【詳細解説】タイヤ交換後の空気圧|交換前後が同じサイズの場合は?

タイヤ交換・後・空気圧




タイヤ交換後の空気圧|交換前後が同じサイズの場合は?

タイヤ交換の前と後が同じサイズのタイヤの場合は、空気圧も同じ数値でOKです。

ごくまれに、サイズは同じだけれどXL(=EXTRA LOAD エキストラロード)と呼ばれる高性能タイヤに交換した場合などは、タイヤメーカーが推奨する空気圧に設定したほうがいい場合もあります。

しかし、そうした例外を別にすれば、夏タイヤでも冬タイヤでも、メーカーが異なっても、エコタイヤでもスポーツタイヤでも、タイヤ交換の前と後でサイズが同じであれば、同じ空気圧で大丈夫です。

というより、同じ空気圧にすべきです。

適正空気圧は自動車メーカーが決める

これはブリヂストンやヨコハマなどのタイヤメーカーのホームページにも書いてあることですが、タイヤの適正空気圧とは、タイヤメーカーが指定するものではなく、自動車メーカーが各種試験データを元にそれぞれの車種に「指定空気圧」として数値を割り当てているので、この数値に合わせるのが正解です。

たとえば、ヨコハマタイヤにブルーアースという銘柄がありますが、このブルーアースをアクアに付ける場合と、フィットに付ける場合と、ノートに付ける場合では、それぞれで適正空気圧は異なります。

具体的な適正空気圧は、運転席ドアを開いた内側のいずれかにステッカーが貼ってあって、そこにメーカー指定の空気圧が記載されています。※給油口の扉を開けた内側に記載されている車種もある

たとえば、

  • 270kPa(2.7kgf/㎠)

というように書いてあるはずです。

あなたがタイヤ交換した場合、交換前と後が同じサイズであるなら、自動車メーカー指定の空気圧の数値に設定してください。

その際、装着前と装着後でメーカーが異なっていても、夏タイヤからスタッドレスへの交換でも、エコタイヤからグリップ性能のいいスポーツタイヤへの交換でも、いずれの場合も自動車メーカー指定の空気圧の数値でOKです。

同サイズに交換:タイヤ規格が異なっている場合

同じタイヤサイズなら、交換後のタイヤの空気圧は交換前と同じ数値でOKと書きました。

しかし、たとえ同じサイズでも、基本的な規格が異なる場合があります。

その代表的なものに、XL規格というものがあります。

これは、EXTRA LOAD=エキストラロードと呼ばれ、ヨーロッパのタイヤ規格(ETRTO)に規定されている規格です。

XL規格のタイヤは、空気圧と負荷能力を通常規格より高く設定していて、レインフォースド規格(RF)とも呼ばれます。

XL規格のタイヤを使用する場合は、日本のタイヤの規格であるJATMA規格のタイヤとサイズが同じ場合でも、より高い空気圧を設定しないと本来の性能を発揮できません。

こうしたケースでは、XLタイヤを販売しているタイヤ専門店とかカー用品店のスタッフに相談して、適正な空気圧に調整してもらってください。
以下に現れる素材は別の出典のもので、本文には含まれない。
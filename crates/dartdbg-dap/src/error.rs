//! Debug bridge error types.

use dartdbg_vm::VmError;
use thiserror::Error;

/// Errors raised while serving DAP requests.
#[derive(Debug, Error)]
pub enum DapError {
    /// A malformed or unexpected VM service response. Fatal to the
    /// in-flight request only.
    #[error("protocol error: {0}")]
    Protocol(String),

    /// A user expression failed to compile or threw.
    #[error("{0}")]
    Evaluation(String),

    /// The VM service channel closed underneath the session.
    #[error("connection to the VM service was lost")]
    ConnectionLost,

    /// A `variablesReference` or frame id used after the pause it
    /// belonged to ended.
    #[error("stale reference {0}: the isolate has resumed since it was issued")]
    StaleReference(i64),

    /// Launch/attach arguments that cannot be acted on.
    #[error("invalid configuration: {0}")]
    Configuration(String),

    /// A request that needs `initialize` first.
    #[error("session not initialized")]
    NotInitialized,

    /// The session has already ended.
    #[error("session already terminated")]
    Terminated,

    /// The request is not valid in the current state.
    #[error("request rejected: {message}")]
    Rejected { message: String },

    #[error("VM service error: {0}")]
    Vm(VmError),

    #[error("I/O error: {0}")]
    Io(#[from] std::io::Error),

    /// DAP framing failure on the editor side.
    #[error("transport error: {0}")]
    Transport(String),
}

impl From<VmError> for DapError {
    fn from(err: VmError) -> Self {
        if err.is_connection_lost() {
            DapError::ConnectionLost
        } else {
            DapError::Vm(err)
        }
    }
}

impl DapError {
    pub fn rejected(message: impl Into<String>) -> Self {
        DapError::Rejected {
            message: message.into(),
        }
    }

    /// True when the session cannot continue after this error.
    pub fn is_fatal(&self) -> bool {
        matches!(self, DapError::ConnectionLost | DapError::Terminated)
    }
}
というより、そんなことはこちらが頼まなくても、スタッフさんがやってくれるのですが。

異なるサイズに交換

タイヤ交換後のタイヤサイズが、交換前(純正タイヤサイズ)と異なる場合も、空気圧には注意してください。

少々のサイズ変更なら、純正タイヤの指定空気圧でまったく問題ないのですが、扁平率などが大きく変化する場合(大幅なインチアップを行った場合など)には、XL規格のタイヤに交換した場合と同様に、空気圧を高く設定しなければ負荷能力が不足するケースも出てきます。

こうしたケースでも、やはりタイヤショップのスタッフさんに相談してください。

スタッフさんは、たとえば、空気圧別荷重能力対応表(グッドイヤー)などを参照して、適切な空気圧に調整してくれます。

下記の記事も参考にしていただけると幸いです。

⇒⇒タイヤの空気圧の減り方:正常なタイヤでも減る理由とは

⇒⇒タイヤの空気圧を高めにすると燃費が良くなるのは本当?

⇒⇒タイヤの空気圧で「温間」「冷間」はどういう意味?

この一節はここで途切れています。